The presentation discusses the hidden risks of managing multi-cloud identity and access management (IAM) environments and the importance of protecting IAM as the core service.
- Different cloud providers have their own unique IAM infrastructure and access models, making it difficult for security professionals to manage multi-cloud environments.
- Non-human identities are becoming increasingly important in cloud security, and each vendor has its own implementation for managing them.
- Logs are crucial for detecting and responding to security incidents and building better permissions, but they have limits and can be manipulated by attackers.
- AWS has known vulnerabilities in IAM policies and logging, and attackers can exploit them to gain unauthorized access or exfiltrate data.
- IAM is the core service that controls every access to cloud resources, and it is the responsibility of cloud consumers to protect it.
The presenter shared an anecdote about a default service account in Google Cloud Platform that had the cloud platform access scope, which is virtually everything, and was vulnerable to a full account takeover vector. This highlights the importance of understanding IAM infrastructure and policies to avoid unintended access.

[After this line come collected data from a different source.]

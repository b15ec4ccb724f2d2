/* ************************************************************************ **
** This file is part of colmat, and is licensed under EITHER the MIT        **
** license or the Apache 2.0 license, at your option.                       **
**                                                                          **
**     http://www.apache.org/licenses/LICENSE-2.0                           **
**     http://opensource.org/licenses/MIT                                   **
** ************************************************************************ */

//! Small, fixed-size vector and column-major matrix types.
//!
//! `M34<X>` (three columns of `V4<X>`) is the 3x4 matrix; its eight
//! siblings `M22` through `M44` share every operation, so that products
//! and conversions between shapes are checked by the type system.

#[cfg(test)]
#[macro_use]
extern crate colmat_assert_close;

#[macro_use]
mod macros;
mod traits;

pub use self::traits::{Field, Ring, Semiring};

pub use self::types::*;
mod types;

mod conv;

mod ops;

mod mat34;

// Expose neatly-named modules, but let the .rs files have names that are close alphabetically.
#[doc(hidden)] pub mod methods_v;
#[doc(hidden)] pub mod methods_m;
pub use self::methods_v as vee;
pub use self::methods_m as mat;

pub use self::methods_v::dot;
pub use self::methods_m::{IsMatrix, ResizeFrom, FlatLenError};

As organizations start their cloud journey, many are looking at leveraging multi-cloud for their infrastructure. Although this gives teams great flexibility in building their environments, each service provider has a unique paradigm for configuring and managing the configuration of resources, identities, and access permissions. For enterprises, multi-cloud environments make enforcing least-privileged access challenging, requiring new rules and permissions that are unique to each cloud environment. Implementing the least privilege model is much more difficult in the public cloud than on-premises.This talk presents the hidden risks of managing identities and access in a multi-cloud environment. We will expose access flaws and misconfigurations that attackers can easily abuse to gain access to confidential and sensitive information. We will discuss the inner workings of each cloud provider's Identity and Access Management (IAM) layers and highlight the differences between each cloud service. We then detail how inconsistent entitlements across cloud resources and services can lead to unintended access and how accountability confusion in the shared responsibility model can enable privilege escalation.We finish with our insights on using free, open-source tools that can significantly reduce the attack surface in an enterprise cloud environment and present our "Access Undenied" open-source tool that helps administrators tackle AccessDenied events (Live Demo). We close our talk by supplying actionable steps anyone can follow, providing a cheat-sheet comparison for the three primary cloud services AWS/Azure/GCP.